Introduction to special issue

Slicing the wheat genome

Science  18 Jul 2014:
Vol. 345, Issue 6194, pp. 285-287
DOI: 10.1126/science.1257983

This year celebrates the 100th anniversary of the birth of Norman Borlaug, the Nobel Prize-winning plant geneticist who, through his contribution to the “green revolution,” reminds us of the importance of applying scientific knowledge to develop crop varieties. This is even more important today as we face a rapidly expanding global population, climate change, and the need to keep agricultural efforts sustainable while minimizing environmental impacts. Accessing the fundamental information of crop genomes aids in accelerating breeding pipelines and improves our understanding of the molecular basis of agronomically important traits, such as yield and tolerance to abiotic and biotic stresses.

Obtaining a reference sequence of the genome of bread wheat (Triticum aestivum), the staple food for 30% of the world's population, is a scientific challenge. Wheat's hexaploid genome was formed from multiple hybridization events between three different progenitor species (comprising three individual subgenomes: A, B, and D). This resulted in a large—five times that of humans—and highly redundant genome with more than 80% of the genome consisting of repeated sequences. For these reasons, a reference sequence—a contiguous sequence ordered along the chromosomes—cannot be generated by using whole-genome shotgun sequencing approaches with current high-throughput short read technologies. To overcome this complexity, the International Wheat Genome Sequencing Consortium (IWGSC) developed a strategy of physical mapping and sequencing the individual chromosomes and chromosome arms of the bread wheat genome.

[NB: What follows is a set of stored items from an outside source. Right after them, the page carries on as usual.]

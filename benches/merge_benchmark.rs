//! Benchmarks for component merging.
//!
//! Run with: cargo bench --bench merge_benchmark

use criterion::{criterion_group, criterion_main, BenchmarkId, Criterion};
use sbom_merge::merge::{merge_documents, Flavour};
use sbom_merge::model::{CdxComponent, Sbom};
use serde_json::json;
use std::hint::black_box;

/// Generate a CycloneDX document with `count` npm components under `prefix`.
fn generate_bom(prefix: &str, count: usize, offset: usize) -> Sbom {
    let components: Vec<CdxComponent> = (offset..offset + count)
        .map(|i| {
            let name = format!("{prefix}-component-{i}");
            let mut component = CdxComponent::new("library", &name);
            component.version = Some(format!("1.{}.{}", i % 10, i % 100));
            component.purl = Some(format!(
                "pkg:npm/{name}@1.{}.{}?arch=noarch",
                i % 10,
                i % 100
            ));
            component
        })
        .collect();
    Sbom::from_value(json!({
        "bomFormat": "CycloneDX",
        "specVersion": "1.5",
        "components": components,
    }))
    .expect("generated document should parse")
}

fn bench_n_way_merge(c: &mut Criterion) {
    let mut group = c.benchmark_group("n_way_merge");

    for size in [100, 1_000, 5_000] {
        // Half of the resolver's components are also reported by each scanner.
        let resolver = generate_bom("pkg", size, 0);
        let source_scan = generate_bom("pkg", size, size / 2);
        let image_scan = generate_bom("img", size, 0);

        group.bench_with_input(BenchmarkId::from_parameter(size), &size, |b, _| {
            b.iter(|| {
                let inputs = vec![
                    (Flavour::Cachi2, resolver.clone()),
                    (Flavour::Syft, source_scan.clone()),
                    (Flavour::Syft, image_scan.clone()),
                ];
                black_box(merge_documents(inputs).expect("merge should succeed"))
            });
        });
    }

    group.finish();
}

criterion_group!(benches, bench_n_way_merge);
criterion_main!(benches);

In this special issue of Science, four Research Articles are presented in full online (www.sciencemag.org/extra/wheatgenome), with abstracts in print on p. 286 and a News story on p. 251. These papers present major advances toward obtaining a reference sequence and enhancing our understanding of the bread wheat genome.

PHOTO: SUSANNE STAMP, ERNST MERZ/ETH ZURICH

The IWGSC produced a survey of the gene content and composition of all 21 chromosomes and identified 124,201 gene loci, with more than 75,000 positioned along the chromosomes. Comparing the bread wheat gene sequences with gene repertoires from its closest extant relatives (representing the species that donated the A, B, and D progenitor genomes) showed limited gene loss during the evolution of the hexaploid wheat genome but frequent gene duplications after these genomes came together. Gene expression patterns revealed that none of the subgenomes dominated gene expression.

Choulet et al. describe the sequencing, assembly, annotation, and analysis of the reference sequence of the largest wheat chromosome, 3B, which at nearly 1 gigabase is more than seven times larger than the entire sequence of the model plant Arabidopsis thaliana. Relying on a physical map derived from the chromosome 3B–specific bacterial artificial chromosome (BAC) library (1), more than 8000 BAC clones were sequenced and assembled into a pseudomolecule—a nearly complete representation of the entire chromosome. This high-quality, ordered sequence revealed a partitioning into distinct regions along the chromosome, including distal segments that are preferential targets for recombination, adaptation, and genomic plasticity. Many inter- and intrachromosomal duplications were also observed, illuminating the structural and functional redundancy of the wheat genome. This sequence, which can be anchored to the genetic and phenotypic maps, will aid breeders by increasing the pace and simplifying the process of identifying and cloning genes underlying agronomic traits.

Marcussen et al. used the IWGSC chromosome survey sequences to analyze the timing and phylogenetic origin of the diploid genomes that have come together to form the A, B, and D subgenomes of bread wheat. They unravel ancient hybridization events in the wheat lineage and reveal that the ancestral A and B genomes diverged from a common ancestor ∼7 million years ago. They also show that the D genome was formed through homoploid hybrid speciation—hybridization that does not result in a genome duplication event—between relatives of the A and B genomes 1 million to 2 million years later.

Pfeifer et al. address inter- and intragenomic gene expression regulation within a polyploid genome by providing an in-depth analysis of the transcriptional landscape of the developing wheat grain. They show that the transcriptional network delineates a complex and highly orchestrated interplay of the individual wheat subgenomes and identify transcriptional active or inactive domains along the chromosomes that might indicate epigenetic control of grain development.

Together, these Research Articles explore multiple dimensions of the 17-gigabase wheat genome and pave the way toward achieving a full reference sequence to underpin wheat research and breeding.

Ancestral wheat

Wheat varieties and species (shown) believed to be the closest living relatives of modern bread wheat (T. aestivum). Multiple ancestral hybridizations occurred among most of these species, many of which are cultivated, and along with T. aestivum represent a dominant source of global nutrition.